• **YOUR INSTRUCTIONS**
Beginning at the top of the data below, write out every line exactly until you reach the line with "replays that page;", and include that line.

[Extracted data entries]
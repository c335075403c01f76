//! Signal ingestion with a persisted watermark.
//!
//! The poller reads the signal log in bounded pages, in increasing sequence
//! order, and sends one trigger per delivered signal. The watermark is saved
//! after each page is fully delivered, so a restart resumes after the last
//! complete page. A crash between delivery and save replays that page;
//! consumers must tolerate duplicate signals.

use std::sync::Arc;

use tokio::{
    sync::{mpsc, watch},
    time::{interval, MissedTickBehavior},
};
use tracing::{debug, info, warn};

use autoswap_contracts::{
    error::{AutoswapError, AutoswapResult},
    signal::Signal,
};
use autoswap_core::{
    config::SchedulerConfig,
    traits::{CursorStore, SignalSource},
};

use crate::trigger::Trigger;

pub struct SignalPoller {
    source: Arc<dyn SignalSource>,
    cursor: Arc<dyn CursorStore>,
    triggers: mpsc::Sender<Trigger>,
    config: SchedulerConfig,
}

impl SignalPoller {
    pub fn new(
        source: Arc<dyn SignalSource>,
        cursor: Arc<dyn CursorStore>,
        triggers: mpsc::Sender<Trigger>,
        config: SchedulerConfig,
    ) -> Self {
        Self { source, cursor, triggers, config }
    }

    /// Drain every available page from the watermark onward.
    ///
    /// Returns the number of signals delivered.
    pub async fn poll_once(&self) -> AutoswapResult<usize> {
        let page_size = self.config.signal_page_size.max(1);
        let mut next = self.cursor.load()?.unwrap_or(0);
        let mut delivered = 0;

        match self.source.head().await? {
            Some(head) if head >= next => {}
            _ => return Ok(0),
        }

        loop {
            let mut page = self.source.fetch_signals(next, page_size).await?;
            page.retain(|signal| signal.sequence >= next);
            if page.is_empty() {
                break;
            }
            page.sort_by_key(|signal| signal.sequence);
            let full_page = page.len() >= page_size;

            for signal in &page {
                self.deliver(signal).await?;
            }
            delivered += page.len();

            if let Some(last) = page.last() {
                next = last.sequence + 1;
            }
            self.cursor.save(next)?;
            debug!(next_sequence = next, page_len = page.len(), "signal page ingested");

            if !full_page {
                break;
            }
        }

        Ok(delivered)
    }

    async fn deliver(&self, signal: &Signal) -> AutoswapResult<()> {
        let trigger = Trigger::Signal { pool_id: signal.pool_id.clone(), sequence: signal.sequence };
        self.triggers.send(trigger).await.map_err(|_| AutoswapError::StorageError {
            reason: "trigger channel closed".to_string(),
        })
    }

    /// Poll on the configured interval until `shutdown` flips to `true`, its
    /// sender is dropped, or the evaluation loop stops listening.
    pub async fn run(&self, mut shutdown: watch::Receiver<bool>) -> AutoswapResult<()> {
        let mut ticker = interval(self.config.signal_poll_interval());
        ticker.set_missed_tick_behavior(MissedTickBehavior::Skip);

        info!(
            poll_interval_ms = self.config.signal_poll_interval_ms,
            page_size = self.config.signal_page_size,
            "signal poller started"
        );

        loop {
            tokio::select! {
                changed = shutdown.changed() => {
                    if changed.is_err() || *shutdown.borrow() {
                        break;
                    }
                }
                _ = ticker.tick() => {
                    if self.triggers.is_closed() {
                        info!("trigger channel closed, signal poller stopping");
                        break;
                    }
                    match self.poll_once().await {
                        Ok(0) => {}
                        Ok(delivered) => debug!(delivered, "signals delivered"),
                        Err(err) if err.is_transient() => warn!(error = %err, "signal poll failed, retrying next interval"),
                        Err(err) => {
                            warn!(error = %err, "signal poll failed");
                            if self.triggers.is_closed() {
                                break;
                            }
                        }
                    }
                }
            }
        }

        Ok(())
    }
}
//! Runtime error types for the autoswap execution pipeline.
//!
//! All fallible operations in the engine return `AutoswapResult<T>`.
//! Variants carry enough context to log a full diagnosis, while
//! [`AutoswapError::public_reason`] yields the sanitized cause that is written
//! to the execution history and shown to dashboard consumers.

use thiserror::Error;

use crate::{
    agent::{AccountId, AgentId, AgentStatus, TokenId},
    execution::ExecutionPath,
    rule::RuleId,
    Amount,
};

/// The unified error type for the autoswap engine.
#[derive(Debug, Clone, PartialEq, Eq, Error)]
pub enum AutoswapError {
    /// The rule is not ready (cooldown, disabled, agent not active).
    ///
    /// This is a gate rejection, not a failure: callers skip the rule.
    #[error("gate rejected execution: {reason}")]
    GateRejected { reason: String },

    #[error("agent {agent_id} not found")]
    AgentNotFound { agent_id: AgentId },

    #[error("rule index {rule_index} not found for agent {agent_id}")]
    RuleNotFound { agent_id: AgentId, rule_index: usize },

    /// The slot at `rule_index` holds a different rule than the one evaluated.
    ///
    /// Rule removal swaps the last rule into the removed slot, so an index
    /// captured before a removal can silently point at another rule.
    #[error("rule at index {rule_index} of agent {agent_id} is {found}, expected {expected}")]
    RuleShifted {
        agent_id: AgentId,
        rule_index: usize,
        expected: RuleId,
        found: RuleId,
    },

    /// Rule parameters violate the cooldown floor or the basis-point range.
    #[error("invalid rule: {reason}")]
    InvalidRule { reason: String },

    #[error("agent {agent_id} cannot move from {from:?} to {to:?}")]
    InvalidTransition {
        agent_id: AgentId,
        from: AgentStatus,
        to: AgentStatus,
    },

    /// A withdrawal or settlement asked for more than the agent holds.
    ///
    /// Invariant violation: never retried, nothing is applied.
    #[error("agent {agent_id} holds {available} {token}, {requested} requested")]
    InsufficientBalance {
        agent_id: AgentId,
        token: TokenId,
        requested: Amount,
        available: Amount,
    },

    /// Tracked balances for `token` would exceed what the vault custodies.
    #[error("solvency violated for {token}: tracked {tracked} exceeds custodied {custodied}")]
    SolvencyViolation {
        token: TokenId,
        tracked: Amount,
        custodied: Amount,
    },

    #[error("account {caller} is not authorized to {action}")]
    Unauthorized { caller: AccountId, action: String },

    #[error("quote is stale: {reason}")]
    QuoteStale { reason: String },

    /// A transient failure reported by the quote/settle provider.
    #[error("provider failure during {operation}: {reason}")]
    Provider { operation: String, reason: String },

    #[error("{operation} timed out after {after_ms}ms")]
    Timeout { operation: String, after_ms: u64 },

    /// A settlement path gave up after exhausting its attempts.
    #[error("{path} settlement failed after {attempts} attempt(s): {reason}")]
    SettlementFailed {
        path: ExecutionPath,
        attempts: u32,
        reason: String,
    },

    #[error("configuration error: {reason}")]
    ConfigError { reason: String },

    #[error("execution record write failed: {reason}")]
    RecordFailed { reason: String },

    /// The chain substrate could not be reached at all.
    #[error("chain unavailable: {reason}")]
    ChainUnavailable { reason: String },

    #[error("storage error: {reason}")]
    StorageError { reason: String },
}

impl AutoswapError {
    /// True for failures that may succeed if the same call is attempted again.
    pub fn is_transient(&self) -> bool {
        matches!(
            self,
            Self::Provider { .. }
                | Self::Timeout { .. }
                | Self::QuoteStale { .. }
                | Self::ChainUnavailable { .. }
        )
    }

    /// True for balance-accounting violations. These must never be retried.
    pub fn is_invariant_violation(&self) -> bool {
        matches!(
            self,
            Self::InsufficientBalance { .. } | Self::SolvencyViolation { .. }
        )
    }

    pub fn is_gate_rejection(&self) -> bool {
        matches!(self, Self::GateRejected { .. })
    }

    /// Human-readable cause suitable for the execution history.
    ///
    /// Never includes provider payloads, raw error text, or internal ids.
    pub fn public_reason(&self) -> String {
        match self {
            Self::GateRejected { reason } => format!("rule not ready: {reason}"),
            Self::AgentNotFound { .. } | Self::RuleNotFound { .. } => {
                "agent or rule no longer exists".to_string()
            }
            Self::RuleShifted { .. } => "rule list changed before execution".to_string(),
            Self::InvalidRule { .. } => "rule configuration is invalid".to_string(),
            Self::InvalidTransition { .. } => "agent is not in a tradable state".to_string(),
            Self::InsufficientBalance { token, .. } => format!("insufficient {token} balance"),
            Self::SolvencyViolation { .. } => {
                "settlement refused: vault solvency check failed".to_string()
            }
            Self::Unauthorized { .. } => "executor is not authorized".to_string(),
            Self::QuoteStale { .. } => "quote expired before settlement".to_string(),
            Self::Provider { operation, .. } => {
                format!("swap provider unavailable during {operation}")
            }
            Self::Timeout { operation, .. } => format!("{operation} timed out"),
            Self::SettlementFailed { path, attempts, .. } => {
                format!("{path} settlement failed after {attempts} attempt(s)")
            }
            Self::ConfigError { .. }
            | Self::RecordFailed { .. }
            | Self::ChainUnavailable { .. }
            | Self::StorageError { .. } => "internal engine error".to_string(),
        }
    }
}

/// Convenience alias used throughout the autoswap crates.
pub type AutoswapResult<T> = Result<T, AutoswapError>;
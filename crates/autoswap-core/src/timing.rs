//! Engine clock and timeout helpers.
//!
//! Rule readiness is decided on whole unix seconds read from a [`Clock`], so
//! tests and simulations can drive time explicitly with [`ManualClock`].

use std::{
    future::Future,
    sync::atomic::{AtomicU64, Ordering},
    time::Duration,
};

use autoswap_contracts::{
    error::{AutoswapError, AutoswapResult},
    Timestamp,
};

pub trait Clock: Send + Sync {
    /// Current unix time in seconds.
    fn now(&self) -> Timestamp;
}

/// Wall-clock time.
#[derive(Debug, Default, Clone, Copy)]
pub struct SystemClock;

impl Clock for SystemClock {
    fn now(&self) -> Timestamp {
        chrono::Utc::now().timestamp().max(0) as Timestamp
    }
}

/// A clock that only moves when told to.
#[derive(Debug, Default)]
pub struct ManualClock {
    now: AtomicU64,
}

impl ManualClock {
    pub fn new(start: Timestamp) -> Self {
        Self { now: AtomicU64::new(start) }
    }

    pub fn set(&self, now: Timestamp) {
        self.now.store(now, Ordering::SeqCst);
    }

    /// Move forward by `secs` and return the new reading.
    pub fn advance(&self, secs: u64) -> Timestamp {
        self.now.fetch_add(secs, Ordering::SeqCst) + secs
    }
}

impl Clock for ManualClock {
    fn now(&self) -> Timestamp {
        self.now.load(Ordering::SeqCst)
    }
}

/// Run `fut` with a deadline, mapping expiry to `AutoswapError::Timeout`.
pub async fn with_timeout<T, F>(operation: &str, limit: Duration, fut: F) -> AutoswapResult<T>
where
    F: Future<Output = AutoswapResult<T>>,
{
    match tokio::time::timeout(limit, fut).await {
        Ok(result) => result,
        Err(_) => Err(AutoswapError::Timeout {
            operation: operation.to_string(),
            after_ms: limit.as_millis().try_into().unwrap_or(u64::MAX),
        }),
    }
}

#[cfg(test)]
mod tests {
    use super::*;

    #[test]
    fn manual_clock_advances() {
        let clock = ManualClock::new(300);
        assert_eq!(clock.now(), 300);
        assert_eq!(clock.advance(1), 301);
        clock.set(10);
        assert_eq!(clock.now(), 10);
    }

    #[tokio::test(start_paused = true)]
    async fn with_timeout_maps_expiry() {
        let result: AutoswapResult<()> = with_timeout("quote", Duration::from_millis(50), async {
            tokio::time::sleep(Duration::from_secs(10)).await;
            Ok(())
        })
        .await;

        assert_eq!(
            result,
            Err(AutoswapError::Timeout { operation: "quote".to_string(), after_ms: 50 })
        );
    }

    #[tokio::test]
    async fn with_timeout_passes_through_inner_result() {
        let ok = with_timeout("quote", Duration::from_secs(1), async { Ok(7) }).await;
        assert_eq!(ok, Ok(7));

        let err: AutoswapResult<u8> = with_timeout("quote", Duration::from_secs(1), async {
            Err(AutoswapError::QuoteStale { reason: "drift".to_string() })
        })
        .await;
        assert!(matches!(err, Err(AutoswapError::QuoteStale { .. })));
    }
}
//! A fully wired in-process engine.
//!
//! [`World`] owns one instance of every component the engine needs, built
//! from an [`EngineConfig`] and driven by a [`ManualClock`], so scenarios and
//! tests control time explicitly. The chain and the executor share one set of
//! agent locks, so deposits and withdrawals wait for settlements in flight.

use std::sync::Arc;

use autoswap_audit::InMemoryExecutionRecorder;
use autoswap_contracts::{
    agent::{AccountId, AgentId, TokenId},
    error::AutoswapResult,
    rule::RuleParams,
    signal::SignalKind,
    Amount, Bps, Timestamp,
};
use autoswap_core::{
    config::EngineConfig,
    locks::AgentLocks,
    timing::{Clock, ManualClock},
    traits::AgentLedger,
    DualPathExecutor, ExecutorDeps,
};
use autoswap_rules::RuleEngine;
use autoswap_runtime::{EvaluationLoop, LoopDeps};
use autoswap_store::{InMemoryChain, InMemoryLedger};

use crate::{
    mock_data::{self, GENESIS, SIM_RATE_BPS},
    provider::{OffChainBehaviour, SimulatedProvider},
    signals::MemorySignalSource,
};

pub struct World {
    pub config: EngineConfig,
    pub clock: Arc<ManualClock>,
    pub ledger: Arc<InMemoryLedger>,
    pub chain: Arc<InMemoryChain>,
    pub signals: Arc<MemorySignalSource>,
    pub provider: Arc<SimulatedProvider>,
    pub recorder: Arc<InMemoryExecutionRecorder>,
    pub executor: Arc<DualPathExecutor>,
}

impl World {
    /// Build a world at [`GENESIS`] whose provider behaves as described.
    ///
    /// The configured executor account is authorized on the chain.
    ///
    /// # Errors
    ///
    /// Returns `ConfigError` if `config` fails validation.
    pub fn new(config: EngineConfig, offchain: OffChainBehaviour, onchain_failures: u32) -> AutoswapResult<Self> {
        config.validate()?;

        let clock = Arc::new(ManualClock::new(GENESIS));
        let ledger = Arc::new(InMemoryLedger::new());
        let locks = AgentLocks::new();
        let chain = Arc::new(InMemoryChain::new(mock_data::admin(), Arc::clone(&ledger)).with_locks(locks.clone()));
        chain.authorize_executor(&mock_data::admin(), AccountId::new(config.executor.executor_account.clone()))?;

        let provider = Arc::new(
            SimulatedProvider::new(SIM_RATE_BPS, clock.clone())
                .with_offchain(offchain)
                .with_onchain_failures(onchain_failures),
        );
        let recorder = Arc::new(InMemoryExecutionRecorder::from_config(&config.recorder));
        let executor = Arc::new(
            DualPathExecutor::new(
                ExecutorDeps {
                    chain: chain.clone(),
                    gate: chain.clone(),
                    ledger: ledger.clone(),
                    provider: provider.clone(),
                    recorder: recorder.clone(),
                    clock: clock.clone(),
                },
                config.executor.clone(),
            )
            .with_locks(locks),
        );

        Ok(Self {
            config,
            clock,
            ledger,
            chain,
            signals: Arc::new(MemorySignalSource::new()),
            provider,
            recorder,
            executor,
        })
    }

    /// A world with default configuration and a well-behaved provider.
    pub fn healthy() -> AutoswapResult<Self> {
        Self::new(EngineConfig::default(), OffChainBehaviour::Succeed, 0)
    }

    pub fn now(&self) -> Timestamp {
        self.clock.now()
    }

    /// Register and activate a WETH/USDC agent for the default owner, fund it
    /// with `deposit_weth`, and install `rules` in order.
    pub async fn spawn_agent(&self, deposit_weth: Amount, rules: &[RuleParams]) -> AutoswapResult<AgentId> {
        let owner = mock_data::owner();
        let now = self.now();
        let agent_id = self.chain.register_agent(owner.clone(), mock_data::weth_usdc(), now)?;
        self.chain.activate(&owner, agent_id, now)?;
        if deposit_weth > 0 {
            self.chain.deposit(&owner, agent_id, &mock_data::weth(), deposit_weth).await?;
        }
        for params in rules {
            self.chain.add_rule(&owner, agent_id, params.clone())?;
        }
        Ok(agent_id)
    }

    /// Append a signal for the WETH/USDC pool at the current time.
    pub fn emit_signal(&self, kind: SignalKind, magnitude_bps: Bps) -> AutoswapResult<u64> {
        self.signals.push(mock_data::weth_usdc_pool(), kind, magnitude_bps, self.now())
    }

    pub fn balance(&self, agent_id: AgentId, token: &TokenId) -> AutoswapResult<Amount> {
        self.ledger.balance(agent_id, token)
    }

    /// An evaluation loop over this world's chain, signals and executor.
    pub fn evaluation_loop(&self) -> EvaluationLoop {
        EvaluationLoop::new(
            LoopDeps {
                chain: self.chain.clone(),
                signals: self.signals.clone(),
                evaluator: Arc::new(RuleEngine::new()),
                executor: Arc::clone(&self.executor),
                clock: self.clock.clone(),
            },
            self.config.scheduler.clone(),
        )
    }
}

• **RESPONSE TO THE EXERCISE**
repository c335075403c01f76
//! Signal ingestion with a persisted watermark.
//!
//! The poller reads the signal log in bounded pages, in increasing sequence
//! order, and sends one trigger per delivered signal. The watermark is saved
//! after each page is fully delivered, so a restart resumes after the last
//! complete page. A crash between delivery and save replays that page;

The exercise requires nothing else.